TASK TO CARRY OUT:
Please tally the lines in the records that include the word "DuplicateTrade" and answer with the bare number.

INPUT RECORDS:
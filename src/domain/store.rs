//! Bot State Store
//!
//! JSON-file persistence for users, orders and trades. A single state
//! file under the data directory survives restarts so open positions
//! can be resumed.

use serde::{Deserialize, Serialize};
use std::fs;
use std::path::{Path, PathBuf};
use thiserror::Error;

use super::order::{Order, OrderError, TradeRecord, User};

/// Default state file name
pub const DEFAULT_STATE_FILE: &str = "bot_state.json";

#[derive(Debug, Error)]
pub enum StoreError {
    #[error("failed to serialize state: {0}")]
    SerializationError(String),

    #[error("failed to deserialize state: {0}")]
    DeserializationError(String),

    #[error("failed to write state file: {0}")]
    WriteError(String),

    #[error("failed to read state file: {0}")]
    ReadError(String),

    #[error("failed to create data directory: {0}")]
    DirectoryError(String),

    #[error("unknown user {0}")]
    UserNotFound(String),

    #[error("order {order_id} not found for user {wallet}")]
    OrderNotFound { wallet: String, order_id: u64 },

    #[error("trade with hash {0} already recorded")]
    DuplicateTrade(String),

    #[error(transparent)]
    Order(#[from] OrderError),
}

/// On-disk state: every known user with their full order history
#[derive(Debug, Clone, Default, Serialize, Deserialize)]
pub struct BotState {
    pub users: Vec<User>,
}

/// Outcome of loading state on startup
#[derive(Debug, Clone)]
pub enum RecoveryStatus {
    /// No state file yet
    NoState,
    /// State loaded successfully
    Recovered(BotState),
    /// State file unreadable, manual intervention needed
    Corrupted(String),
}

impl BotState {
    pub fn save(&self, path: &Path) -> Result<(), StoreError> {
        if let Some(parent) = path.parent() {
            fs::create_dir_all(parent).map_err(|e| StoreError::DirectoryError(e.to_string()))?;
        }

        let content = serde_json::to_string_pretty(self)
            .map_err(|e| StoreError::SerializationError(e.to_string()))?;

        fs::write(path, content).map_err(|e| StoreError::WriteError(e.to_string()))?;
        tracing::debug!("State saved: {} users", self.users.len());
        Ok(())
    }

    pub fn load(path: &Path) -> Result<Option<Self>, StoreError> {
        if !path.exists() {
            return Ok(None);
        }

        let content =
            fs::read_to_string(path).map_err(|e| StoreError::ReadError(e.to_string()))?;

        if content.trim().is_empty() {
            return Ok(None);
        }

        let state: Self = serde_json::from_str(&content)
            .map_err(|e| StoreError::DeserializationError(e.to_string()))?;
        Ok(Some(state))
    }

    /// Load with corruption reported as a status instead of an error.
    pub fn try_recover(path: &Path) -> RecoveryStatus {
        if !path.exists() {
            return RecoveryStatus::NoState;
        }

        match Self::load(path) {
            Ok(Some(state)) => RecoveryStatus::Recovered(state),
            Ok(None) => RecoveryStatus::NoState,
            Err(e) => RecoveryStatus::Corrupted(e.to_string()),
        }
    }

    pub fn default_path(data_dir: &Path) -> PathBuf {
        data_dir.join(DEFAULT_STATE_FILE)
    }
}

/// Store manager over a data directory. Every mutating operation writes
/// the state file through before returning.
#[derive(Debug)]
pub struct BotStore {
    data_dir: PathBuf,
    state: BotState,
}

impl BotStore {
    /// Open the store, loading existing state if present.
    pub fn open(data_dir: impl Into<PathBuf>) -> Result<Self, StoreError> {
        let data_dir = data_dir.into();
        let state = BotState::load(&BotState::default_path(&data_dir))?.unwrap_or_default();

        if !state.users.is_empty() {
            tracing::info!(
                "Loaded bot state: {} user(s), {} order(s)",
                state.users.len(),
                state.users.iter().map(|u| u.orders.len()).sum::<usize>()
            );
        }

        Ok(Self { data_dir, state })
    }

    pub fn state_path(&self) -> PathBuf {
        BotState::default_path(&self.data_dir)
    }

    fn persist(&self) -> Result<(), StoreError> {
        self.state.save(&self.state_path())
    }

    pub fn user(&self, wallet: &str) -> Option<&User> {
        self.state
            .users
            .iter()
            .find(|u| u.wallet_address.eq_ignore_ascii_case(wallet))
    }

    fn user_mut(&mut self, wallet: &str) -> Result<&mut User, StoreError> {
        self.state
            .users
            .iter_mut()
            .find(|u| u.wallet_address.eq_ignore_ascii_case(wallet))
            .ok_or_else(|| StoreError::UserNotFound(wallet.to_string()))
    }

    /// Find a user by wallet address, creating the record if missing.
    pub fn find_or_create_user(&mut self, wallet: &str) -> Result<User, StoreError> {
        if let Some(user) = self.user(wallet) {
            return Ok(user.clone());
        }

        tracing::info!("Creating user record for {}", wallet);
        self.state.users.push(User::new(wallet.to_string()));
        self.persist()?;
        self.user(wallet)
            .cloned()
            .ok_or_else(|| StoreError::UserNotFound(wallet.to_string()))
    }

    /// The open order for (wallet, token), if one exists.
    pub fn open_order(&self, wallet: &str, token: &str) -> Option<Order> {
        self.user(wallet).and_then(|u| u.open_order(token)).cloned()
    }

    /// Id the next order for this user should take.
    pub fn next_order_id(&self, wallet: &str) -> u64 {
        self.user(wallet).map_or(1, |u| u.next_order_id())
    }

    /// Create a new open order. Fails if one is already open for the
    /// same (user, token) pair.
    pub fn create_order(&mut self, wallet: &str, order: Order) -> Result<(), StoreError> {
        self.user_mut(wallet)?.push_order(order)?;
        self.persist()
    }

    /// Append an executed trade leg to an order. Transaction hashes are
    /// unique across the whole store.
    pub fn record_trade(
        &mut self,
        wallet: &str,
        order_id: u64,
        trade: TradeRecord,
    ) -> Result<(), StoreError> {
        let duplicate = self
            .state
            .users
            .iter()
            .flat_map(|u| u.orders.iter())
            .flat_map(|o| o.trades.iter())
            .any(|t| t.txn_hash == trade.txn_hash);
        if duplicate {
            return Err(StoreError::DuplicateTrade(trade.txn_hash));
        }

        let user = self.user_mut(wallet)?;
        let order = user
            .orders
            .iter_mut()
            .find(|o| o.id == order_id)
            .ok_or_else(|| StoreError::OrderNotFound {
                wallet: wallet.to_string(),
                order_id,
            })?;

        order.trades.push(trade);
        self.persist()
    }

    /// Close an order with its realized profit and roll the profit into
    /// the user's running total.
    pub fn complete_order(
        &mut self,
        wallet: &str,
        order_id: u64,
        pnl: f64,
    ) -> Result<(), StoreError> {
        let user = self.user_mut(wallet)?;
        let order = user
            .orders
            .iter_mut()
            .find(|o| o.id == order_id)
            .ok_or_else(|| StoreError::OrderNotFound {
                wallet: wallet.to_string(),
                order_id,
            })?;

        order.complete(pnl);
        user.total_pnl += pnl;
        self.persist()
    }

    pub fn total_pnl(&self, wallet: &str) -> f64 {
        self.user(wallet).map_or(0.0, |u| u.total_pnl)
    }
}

OUTPUT FOR THIS EXERCISE:
2